O Vietnã lembrou na sexta-feira os 50 anos do massacre de My Lai, o sangrento episódio no qual soldados dos Estados Unidos assassinaram 504 civis – 173 deles crianças – e que, para os sobreviventes, se repete diariamente em forma de pesadelos e de memórias traumáticas.
O local do massacre é hoje um museu do horror, dirigido até setembro do ano passado por Pham Thann Cong, que, com 11 anos, sobreviveu ao massacre escondido embaixo dos corpos da mãe e de seus irmãos no trágico dia 16 de março de 1968.
“Depois daquilo, tive pesadelos por vários dias“, recordou Cong no primeiro andar do museu de San My. A região foi chamada de My Lai pelos estrategistas militares americanos que atuaram na guerra.
Acostumado a receber a mídia de todo o mundo, Cong narra com facilidade como um grupo de soldados dos EUA ateou fogo em sua casa e jogou uma granada no refúgio subterrâneo onde ele se escondeu acompanhado da mãe, da irmã mais velha e de outros três irmãos.
“Minha mãe gritou ‘granada’ e eu ouvi a explosão. Nosso refúgio desabou e o silêncio tomou conta. Eu só conseguia ouvir minha respiração e sentia em cima de mim os corpos da minha mãe e dos meus irmãos. Estavam mortos”, contou o sobrevivente à Agência Efe.
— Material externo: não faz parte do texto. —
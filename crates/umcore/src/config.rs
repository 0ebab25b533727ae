// SPDX-License-Identifier: Apache-2.0 OR MIT
// Copyright (c) 2025-2026 naskel.com

//! Global configuration — single source of truth.
//!
//! Two levels, the same split the rest of the tree relies on:
//!
//! - **Level 1 (static)**: compile-time protocol constants (TDMA geometry,
//!   burst layout, RFC3261 timer bases). **Never hardcode these elsewhere.**
//! - **Level 2 (dynamic)**: [`Config`], the runtime key/value table holding
//!   every `GSM.*` / `SIP.*` / `Control.*` / `Test.*` key, with typed
//!   getters and an [`ArcSwap`] snapshot of the values read on per-frame
//!   hot paths.

use arc_swap::ArcSwap;
use dashmap::DashMap;
use std::sync::Arc;

// =======================================================================
// TDMA geometry (GSM 05.02)
// =======================================================================

/// Frames per 51-multiframe times frames per 26-multiframe.
pub const FRAMES_PER_SUPERFRAME: u32 = 26 * 51;

/// TDMA hyperframe length in frames (26 x 51 x 2048, about 3.5 hours).
pub const HYPERFRAME: u32 = FRAMES_PER_SUPERFRAME * 2048;

/// One TDMA frame is exactly 120 ms / 26 = 4.615384... ms.
pub const FRAME_DURATION_US: u64 = 120_000 / 26;

/// Symbols per timeslot, not counting the guard period.
pub const SLOT_LEN: usize = 148;

/// Index of the lower stealing bit within a normal burst (GSM 05.03 3.1.4).
pub const HL_INDEX: usize = 60;

/// Index of the upper stealing bit within a normal burst (GSM 05.03 3.1.4).
pub const HU_INDEX: usize = 87;

/// Offset of the training sequence within a normal burst (GSM 05.02 5.2.3).
pub const TRAINING_OFFSET: usize = 61;

// =======================================================================
// RFC3261 timer bases (section 17.1.2.2)
// =======================================================================

/// RTT estimate T1, in milliseconds.
pub const SIP_T1_MS: u64 = 500;

/// Maximum retransmit interval T2 for non-INVITE requests and responses.
pub const SIP_T2_MS: u64 = 4000;

/// Maximum duration a message will remain in the network, T4.
pub const SIP_T4_MS: u64 = 5000;

/// Timer D for an INVITE client transaction on unreliable transport.
/// RFC3261 17.1.1.2 says 32 s instead of 64*T1.
pub const SIP_TIMER_D_MS: u64 = 32_000;

/// GSMTAP well-known UDP port.
pub const GSMTAP_PORT: u16 = 4729;

// =======================================================================
// Runtime configuration
// =======================================================================

/// Values read on per-frame hot paths, refreshed on every [`Config::set`].
///
/// Reading through the `ArcSwap` snapshot keeps the burst loops free of
/// string parsing and map lookups.
#[derive(Debug, Clone)]
pub struct HotValues {
    /// `GSM.Cipher.CCHBER`: control-channel bit error injection probability.
    pub cch_ber: f64,
    /// `GSM.Cipher.ScrambleFiller`: randomize LAPDm filler octets.
    pub scramble_filler: bool,
    /// `Test.GSM.SimulatedFER.Uplink`: percent of uplink frames dropped.
    pub simulated_fer_uplink: i64,
    /// `Test.GSM.SimulatedFER.Downlink`: percent of downlink frames dropped.
    pub simulated_fer_downlink: i64,
    /// `Test.GSM.UplinkFuzzingRate`: percent of good uplink frames fuzzed.
    pub uplink_fuzzing_rate: i64,
    /// `Test.SIP.SimulatedPacketLoss`: percent of outbound SIP/RTP drops.
    pub simulated_packet_loss: i64,
    /// `Control.GSMTAP.GSM`: mirror L2 frames to the GSMTAP socket.
    pub gsmtap_enabled: bool,
    /// `GSM.StealFrameThreshold`: stealing-bit count above which a block
    /// with failed FACCH parity is still withheld from the vocoder.
    pub steal_threshold: u32,
}

/// Built-in defaults. Every key named in the configuration surface exists
/// here so `get_*` never has to guess.
const DEFAULTS: &[(&str, &str)] = &[
    ("GSM.Radio.ARFCNs", "1"),
    ("GSM.Radio.Band", "900"),
    ("GSM.Radio.RSSITarget", "-50"),
    ("GSM.Radio.RSSIAveragePeriod", "4"),
    ("GSM.Radio.SNRTarget", "0"),
    ("GSM.Radio.SNRAveragePeriod", "4"),
    ("GSM.MS.Power.Min", "5"),
    ("GSM.MS.Power.Max", "33"),
    ("GSM.MS.Power.Damping", "75"),
    ("GSM.MS.TA.Max", "62"),
    ("GSM.MS.TA.Damping", "50"),
    ("GSM.MaxSpeechLatency", "2"),
    ("GSM.SpeechBuffer", "300"),
    ("GSM.Cipher.CCHBER", "0"),
    ("GSM.Cipher.ScrambleFiller", "0"),
    ("GSM.StealFrameThreshold", "5"),
    ("GSM.Timer.T3103", "5000"),
    ("GSM.Timer.T3109", "30000"),
    ("GSM.Timer.T3111", "2000"),
    ("Control.SACCHTimeout.BumpDown", "1"),
    ("Control.GSMTAP.GSM", "0"),
    ("Control.GSMTAP.TargetIP", "127.0.0.1"),
    ("SIP.Local.IP", "127.0.0.1"),
    ("SIP.Local.Port", "5062"),
    ("SIP.Proxy.Speech", "127.0.0.1:5060"),
    ("SIP.Proxy.SMS", "127.0.0.1:5063"),
    ("SIP.Proxy.Registration", "127.0.0.1:5064"),
    ("SIP.Proxy.USSD", ""),
    ("SIP.RegistrationPeriod", "90"),
    ("SIP.Timer.E", "500"),
    ("SIP.Timer.F", "32000"),
    ("SIP.DTMF.RFC2833", "1"),
    ("SIP.DTMF.RFC2833.PayloadType", "101"),
    ("SIP.Realm", ""),
    ("SIP.RFC3428.NoTrying", "0"),
    ("Test.GSM.SimulatedFER.Uplink", "0"),
    ("Test.GSM.SimulatedFER.Downlink", "0"),
    ("Test.GSM.UplinkFuzzingRate", "0"),
    ("Test.SIP.SimulatedPacketLoss", "0"),
];

/// Runtime configuration table.
///
/// Lock-free reads (`DashMap`), atomic hot-path snapshot (`ArcSwap`).
/// Unknown keys fall back to the built-in default, or to the type's zero
/// value for keys that have none.
pub struct Config {
    store: DashMap<Arc<str>, Arc<str>>,
    hot: ArcSwap<HotValues>,
}

impl Config {
    pub fn new() -> Self {
        let cfg = Config {
            store: DashMap::new(),
            hot: ArcSwap::from_pointee(HotValues {
                cch_ber: 0.0,
                scramble_filler: false,
                simulated_fer_uplink: 0,
                simulated_fer_downlink: 0,
                uplink_fuzzing_rate: 0,
                simulated_packet_loss: 0,
                gsmtap_enabled: false,
                steal_threshold: 5,
            }),
        };
        cfg.refresh_hot();
        cfg
    }

    /// Set a key and refresh the hot snapshot.
    pub fn set(&self, key: &str, value: &str) {
        self.store.insert(Arc::from(key), Arc::from(value));
        self.refresh_hot();
        log::debug!("[Config] set {}={}", key, value);
    }

    pub fn get_str(&self, key: &str) -> String {
        if let Some(v) = self.store.get(key) {
            return v.value().to_string();
        }
        DEFAULTS
            .iter()
            .find(|(k, _)| *k == key)
            .map(|(_, v)| (*v).to_string())
            .unwrap_or_default()
    }

    pub fn get_num(&self, key: &str) -> i64 {
        self.get_str(key).trim().parse().unwrap_or(0)
    }

    pub fn get_float(&self, key: &str) -> f64 {
        self.get_str(key).trim().parse().unwrap_or(0.0)
    }

    /// "1", "true", "yes", "on" are true; everything else is false.
    pub fn get_bool(&self, key: &str) -> bool {
        matches!(
            self.get_str(key).trim().to_ascii_lowercase().as_str(),
            "1" | "true" | "yes" | "on"
        )
    }

    /// Current hot-path snapshot.
    pub fn hot(&self) -> Arc<HotValues> {
        self.hot.load_full()
    }

    fn refresh_hot(&self) {
        self.hot.store(Arc::new(HotValues {
            cch_ber: self.get_float("GSM.Cipher.CCHBER"),
            scramble_filler: self.get_bool("GSM.Cipher.ScrambleFiller"),
            simulated_fer_uplink: self.get_num("Test.GSM.SimulatedFER.Uplink"),
            simulated_fer_downlink: self.get_num("Test.GSM.SimulatedFER.Downlink"),
            uplink_fuzzing_rate: self.get_num("Test.GSM.UplinkFuzzingRate"),
            simulated_packet_loss: self.get_num("Test.SIP.SimulatedPacketLoss"),
            gsmtap_enabled: self.get_bool("Control.GSMTAP.GSM"),
            steal_threshold: self.get_num("GSM.StealFrameThreshold").max(0) as u32,
        }));
    }
}

impl Default for Config {
    fn default() -> Self {
        Self::new()
    }
}

#[cfg(test)]
mod tests {
    use super::*;

    #[test]
    fn test_defaults_present() {
        let cfg = Config::new();
        assert_eq!(cfg.get_num("GSM.Radio.ARFCNs"), 1);
        assert_eq!(cfg.get_num("GSM.Radio.RSSITarget"), -50);
        assert_eq!(cfg.get_str("SIP.Proxy.Speech"), "127.0.0.1:5060");
        assert!(!cfg.get_bool("Control.GSMTAP.GSM"));
    }

    #[test]
    fn test_set_refreshes_hot() {
        let cfg = Config::new();
        assert_eq!(cfg.hot().simulated_fer_uplink, 0);
        cfg.set("Test.GSM.SimulatedFER.Uplink", "25");
        assert_eq!(cfg.hot().simulated_fer_uplink, 25);
        cfg.set("GSM.StealFrameThreshold", "7");
        assert_eq!(cfg.hot().steal_threshold, 7);
    }

    #[test]
    fn test_unknown_key_is_zero() {
        let cfg = Config::new();
        assert_eq!(cfg.get_num("No.Such.Key"), 0);
        assert_eq!(cfg.get_str("No.Such.Key"), "");
    }
}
Cong sobreviveu permanecendo no esconderijo até não mais ouvir os barulhos do confronto e os gritos das mulheres estupradas e assassinadas pelos americanos. Seu pai, a salvo na selva como quase todos os homens da aldeia, retornou para buscá-lo.
“Sempre que venho ao museu ou falo sobre aquilo volto a ver as imagens, a me ver enterrado embaixo da minha família morta, os corpos empilhados quando saí, o sangue que cobria tudo. Quase nunca vou ao andar de cima (do museu), onde estão as fotos e as placas com os nomes das vítimas da tragédia”, afirmou.
Os dados recitados por Cong como um mantra seguem sendo apavorantes: 504 mortos no total, entre os quais 182 eram mulheres, 17 delas grávidas, 173 crianças e 60 idosos.
Participaram da cerimônia pelo 50º aniversário do massacre no museu, além de autoridades de vários países, uma delegação de veteranos, algo que não é novo para Cong. Ele, no entanto, recebe todos os ex-combatentes dos EUA com a mesma mensagem. “Posso perdoar, mas não esquecer“, disse.
O tom conciliador, no entanto, desaparece quando Pham Thann Cong ouve o nome do tenente William Calley, o homem que ordenou o massacre e que foi o único condenado a prisão perpétua por isso. No dia seguinte, porém, o militar recebeu um indulto, permanecendo detido em casa. Três anos e meio depois, um tribunal o libertou.
“Há alguns anos, ele pediu perdão em público, mas isso não é suficiente. Por que ele não vem ao Vietnã para ver tudo o que causou? Por que não vem ver como nos levantamos todos os dias, apesar de tudo?”, questionou o sobrevivente do massacre.
Por sua vez, Vo Cao Loi, que tinha 15 anos quando perdeu a mãe e vários primos pequenos no ataque, transborda alegria. “Tive que aceitar a realidade. Pelo menos sobrevivi”, ressaltou Loi em uma cafeteria em Danang, 150 quilômetros ao norte da aldeia na qual cresceu e sobreviveu ao massacre americano.
“Naquela amanhã, como de costume, tínhamos saído. Vi um helicóptero passar e pensei que estava fazendo um reconhecimento da região. Mas, depois, outros chegaram. Minha mãe me mandou esconder em um refúgio afastado da aldeia porque eu era um menino de 15 anos. Poderiam me matar”, contou o sobrevivente.
Do esconderijo, ele e o tio ouviram durante horas os disparos, as explosões, os gritos de misericórdia e os choros, sem poder movimentar um músculo sequer para ajudar os vizinhos e familiares.
O sorriso de Loi deixa o rosto do sobrevivente enquanto ele narra as partes mais sombrias de sua experiência traumática, mas volta quando ele retorna à atualidade. No entanto, ele sabe que o peso daquelas lembranças o acompanhará para sempre.
“Tenho pesadelos às vezes, sonho com helicópteros que vêm me buscar. Outra coisa ocorreu: desde aquele dia, deixei de cantar. Gostava muito de cantar, cantava todos os dias. Desde então, nunca mais consegui”, lamentou.